Ayush, Badshah and Baldev meet at Baldev's house and Baldev asks Ayush to kill him. Ayush decides not to kill him and leaves along with Badshah. But unable to bear the mercy given by his step-son Ayush, Baldev shoots himself with his gun and kills himself. thus ending Baldev's era and marks the beginning of Ayush's era.

== Production ==
=== Development ===
Dutt got interested to remake the Telugu film soon after it was released. After Dutt was released from jail approached the director of the original film Deva Katta, who said he got interested in the project due to Dutt's "intensity of interest from his side". The director stated that the team has not made significant changes from the original film. The film will mark the director's first Bollywood film as a director.

=== Casting ===
When the director narrated the script Manisha Koirala accepted the film. The director of the film further added, "The kind of respect and camaraderie that they (Dutt and Manisha) share has added to the film and on screen it is magical to see it". When Jackie Shroff joined the project, the director said it's a dream come true for him. Sooraj Pancholi was chosen to play in the lead role was later replaced by Ali Fazal, due to his busy schedule for his next film.

=== Filming ===
On 1 June 2018, on the occasion of Sanjay Dutt's late mother Nargis' 89th birth anniversary, Dutt announced the film to be produced. Filming began on 6 June the occasion Dutt's late father Sunil Dutt's 90th birth anniversary.

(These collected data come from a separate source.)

//! Playback buffer engine.
//!
//! `PlaybackBufferEngine` keeps the hardware fed: it primes both stream
//! buffers from the current file, arms the [`AudioStream`], and on every
//! main-loop [`poll`](PlaybackBufferEngine::poll) refills whichever buffer the
//! buffer-exhausted handler has flagged. A refill that comes back short of a
//! full buffer is the end-of-file signal and moves to the next track.
//!
//! # Real-time contract
//!
//! One refill must complete in less than one buffer's play time
//! (`N / (sample_rate * block_align)` seconds). A slower refill means the
//! hardware replays a stale buffer and the output audibly glitches.
//!
//! # Masking
//!
//! The check, clear and read for one buffer run inside a single critical
//! section, as does the re-prime after a track change, so the handler can
//! never flip ownership halfway through. Codec writes are awaited outside
//! any critical section.

use fat16::{Fat16Error, Fat16Volume, FileCursor};
use platform::config::WAV_HEADER_BYTES;
use platform::{AudioCodec, AudioStream, BlockDevice};
use thiserror_no_std::Error;

use crate::buffers::{Slot, StreamBuffers};
use crate::playlist::{Direction, Playlist};
use crate::wav::{WavError, WavHeader};

/// What one [`PlaybackBufferEngine::poll`] did.
#[derive(Debug, Clone, Copy, PartialEq, Eq)]
#[cfg_attr(feature = "defmt", derive(defmt::Format))]
pub enum PollOutcome {
    /// No buffer was waiting for a refill.
    Idle,
    /// At least one buffer was refilled with a full block.
    Refilled,
    /// The current file ran out and the next track is now primed.
    TrackChanged,
}

/// Errors returned by `PlaybackBufferEngine` operations.
#[derive(Debug, Clone, Copy, PartialEq, Eq, Error)]
#[cfg_attr(feature = "defmt", derive(defmt::Format))]
pub enum EngineError<E: core::fmt::Debug, P: core::fmt::Debug> {
    /// Reading the track failed.
    #[error("storage: {0}")]
    Storage(Fat16Error<E>),
    /// The codec or stream peripheral rejected a command.
    #[error("peripheral: {0:?}")]
    Peripheral(P),
    /// The playlist has no current track.
    #[error("no tracks")]
    NoTracks,
}

impl<E: core::fmt::Debug, P: core::fmt::Debug> From<Fat16Error<E>> for EngineError<E, P> {
    fn from(e: Fat16Error<E>) -> Self {
        Self::Storage(e)
    }
}

/// Double-buffered streamer from a FAT16 volume to the audio hardware.
pub struct PlaybackBufferEngine<'a, D, const N: usize, const P: usize> {
    volume: Fat16Volume<D>,
    buffers: &'a StreamBuffers<N>,
    playlist: Playlist<P>,
    cursor: FileCursor,
    format: Result<WavHeader, WavError>,
    transitions: u32,
}

impl<'a, D: BlockDevice, const N: usize, const P: usize> PlaybackBufferEngine<'a, D, N, P> {
    /// Open the playlist's current track and skip its header. Nothing is
    /// buffered until [`start`](Self::start).
    pub fn new(
        mut volume: Fat16Volume<D>,
        buffers: &'a StreamBuffers<N>,
        playlist: Playlist<P>,
    ) -> Result<Self, EngineError<D::Error, core::convert::Infallible>> {
        let entry = playlist.current().ok_or(EngineError::NoTracks)?;
        let (cursor, format) = open_track(&mut volume, entry)?;
        Ok(Self {
            volume,
            buffers,
            playlist,
            cursor,
            format,
            transitions: 0,
        })
    }

    /// Prime front and back buffers, then arm the stream.
    pub fn start<S: AudioStream>(
        &mut self,
        stream: &mut S,
    ) -> Result<(), EngineError<D::Error, S::Error>> {
        critical_section::with(|cs| {
            self.buffers.reset(cs);
            for slot in Slot::ALL {
                self.prime(cs, slot)?;
            }
            Ok::<_, Fat16Error<D::Error>>(())
        })?;
        stream.start().map_err(EngineError::Peripheral)?;

        #[cfg(feature = "defmt")]
        defmt::info!(
            "playback: streaming track {=usize}/{=usize}",
            self.playlist.index() + 1,
            self.playlist.len()
        );
        Ok(())
    }

    /// Refill every flagged buffer; change track on end of file.
    ///
    /// Call once per main-loop iteration. Blocking storage reads happen
    /// here and nowhere else.
    pub async fn poll<C: AudioCodec>(
        &mut self,
        codec: &mut C,
    ) -> Result<PollOutcome, EngineError<D::Error, C::Error>> {
        let mut outcome = PollOutcome::Idle;
        for slot in Slot::ALL {
            let refill = critical_section::with(|cs| {
                let Some(mut buf) = self.buffers.take_refill(cs, slot) else {
                    return Ok(None);
                };
                let got = self.volume.read(&mut self.cursor, buf.bytes_mut())?;
                buf.silence_from(got);
                Ok::<_, Fat16Error<D::Error>>(Some(got))
            })?;

            match refill {
                None => {}
                Some(got) if got == N => {
                    #[cfg(feature = "defmt")]
                    defmt::trace!("playback: refilled {}", slot);
                    outcome = PollOutcome::Refilled;
                }
                Some(_) => {
                    self.transition(Direction::Next, codec).await?;
                    return Ok(PollOutcome::TrackChanged);
                }
            }
        }
        Ok(outcome)
    }

    /// Switch to the neighbouring track in `direction`.
    ///
    /// Mutes, advances the playlist, reopens and skips the header, re-primes
    /// both buffers, drops pending refill requests and unmutes if playing.
    ///
    /// If the new track cannot be opened the playlist stays on it and the
    /// codec stays muted; the next transition moves on from there.
    pub async fn transition<C: AudioCodec>(
        &mut self,
        direction: Direction,
        codec: &mut C,
    ) -> Result<(), EngineError<D::Error, C::Error>> {
        codec.set_mute(true).await.map_err(EngineError::Peripheral)?;

        let index = self.playlist.advance(direction);
        critical_section::with(|cs| {
            let entry = self.playlist.current().ok_or(EngineError::NoTracks)?;
            let (cursor, format) = open_track(&mut self.volume, entry)?;
            self.cursor = cursor;
            self.format = format;

            let live = self.buffers.in_flight(cs);
            self.prime(cs, live)?;
            self.prime(cs, live.other())?;
            self.buffers.clear_refill_flags(cs);
            Ok::<_, EngineError<D::Error, C::Error>>(())
        })?;
        self.transitions = self.transitions.wrapping_add(1);

        #[cfg(feature = "defmt")]
        defmt::info!("playback: {} -> track {=usize}", direction, index + 1);
        #[cfg(not(feature = "defmt"))]
        let _ = index;

        if self.playlist.is_playing() {
            codec.set_mute(false).await.map_err(EngineError::Peripheral)?;
        }
        Ok(())
    }

    /// Play or pause by unmuting or muting the digital path. The hardware
    /// stream keeps running either way.
    pub async fn set_playing<C: AudioCodec>(
        &mut self,
        playing: bool,
        codec: &mut C,
    ) -> Result<(), C::Error> {
        codec.set_mute(!playing).await?;
        self.playlist.set_playing(playing);
        Ok(())
    }

    /// Flip between playing and paused; returns the new playing state.
    pub async fn toggle_playing<C: AudioCodec>(&mut self, codec: &mut C) -> Result<bool, C::Error> {
        let playing = !self.playlist.is_playing();
        self.set_playing(playing, codec).await?;
        #[cfg(feature = "defmt")]
        defmt::debug!("playback: {}", if playing { "play" } else { "pause" });
        Ok(playing)
    }

    /// Fill `slot` from the cursor, silencing whatever the file could not
    /// supply.
    fn prime(
        &mut self,
        cs: critical_section::CriticalSection<'_>,
        slot: Slot,
    ) -> Result<usize, Fat16Error<D::Error>> {
        let Some(mut buf) = self.buffers.buffer_mut(cs, slot) else {
            return Ok(0);
        };
        let got = self.volume.read(&mut self.cursor, buf.bytes_mut())?;
        buf.silence_from(got);
        Ok(got)
    }

    /// Transport position.
    pub fn playlist(&self) -> &Playlist<P> {
        &self.playlist
    }

    /// Position in the current file.
    pub fn cursor(&self) -> &FileCursor {
        &self.cursor
    }

    /// Header of the current file, or why it could not be read.
    pub fn format(&self) -> Result<WavHeader, WavError> {
        self.format
    }

    /// Track changes since construction.
    pub fn transitions(&self) -> u32 {
        self.transitions
    }

    /// The mounted volume.
    pub fn volume(&mut self) -> &mut Fat16Volume<D> {
        &mut self.volume
    }
}

/// Open `entry` and consume its header, leaving the cursor on the first
/// sample byte.
fn open_track<D: BlockDevice>(
    volume: &mut Fat16Volume<D>,
    entry: &fat16::DirectoryEntry,
) -> Result<(FileCursor, Result<WavHeader, WavError>), Fat16Error<D::Error>> {
    let mut cursor = volume.open(entry)?;
    let mut raw = [0u8; WAV_HEADER_BYTES];
    let got = volume.read(&mut cursor, &mut raw)?;
    let format = if got < WAV_HEADER_BYTES {
        Err(WavError::Truncated)
    } else {
        WavHeader::parse(&raw)
    };

    #[cfg(feature = "defmt")]
    match &format {
        Ok(h) => defmt::debug!(
            "playback: {=u16} ch, {=u32} Hz, {=u16} bit, {=u32} bytes",
            h.channels,
            h.sample_rate,
            h.bits_per_sample,
            h.data_len
        ),
        Err(e) => defmt::warn!("playback: bad WAV header ({}), playing as raw PCM", e),
    }

    Ok((cursor, format))
}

Sanjay Dutt began shooting portions of the film in Lucknow.

== Soundtrack ==

The music of the film is composed by Ankit Tiwari, Farhad Samji and Vikram Montrose while lyrics are written by Farhad Samji, Atique Allahabadi, Shekhar Astitwa, Yash Eshawari and Anurag Bhomia.

Track listing
| No. | Title | Lyrics | Music | Singer(s) | Length |
|---|---|---|---|---|---|
| 1. | "Prassthanam – Title Track" | Farhad Samji | Farhad Samji | Dev Negi | 3:37 |
| 2. | "Dil Dariyan" | Anurag Bhomia | Ankit Tiwari | Ankit Tiwari, Deepali Sathe | 5:27 |
| 3. | "Charo Khane Chit" | Yash Eshawari | Vikram Montrose | Sukhwinder Singh | 3:41 |
| 4. | "Haji Ali" | Atique Allahabadi | Vikram Montrose | Sukhwinder Singh | 4:27 |
| 5. | "Dil Bevda" | Shekhar Astitwa | Vikram Montrose | Mika Singh, Bhoomi Trivedi | 3:51 |
| Total length: |  |  |  |  | 20:53 |

== Release ==
The film was released on 20 September 2019.

== Reception ==

=== Critical reception ===

The Times of India gave 3 out of 5 stars stating "Prassthanam is a tried and tested political potboiler with power, greed and emotions at its core".

The Indian Express gave 2.5 out of 5 stars stating "Of the ensemble, in which Chunky Panday gets to wear a bad wig and vamp it up most enjoyably, Ali Fazal is the most impressive".

=== Box office ===
Prassthanam collected ₹80 lakhs on the opening day and second day also ₹ 1.00 crore, whereas the third day collection was ₹1.25 crore, taking its total opening weekend collection to ₹30.5 million in India.

As of 10 October 2019, with gross of ₹5.65 crore from India and ₹21 lakhs from overseas, the film has grossed ₹58.6 million worldwide.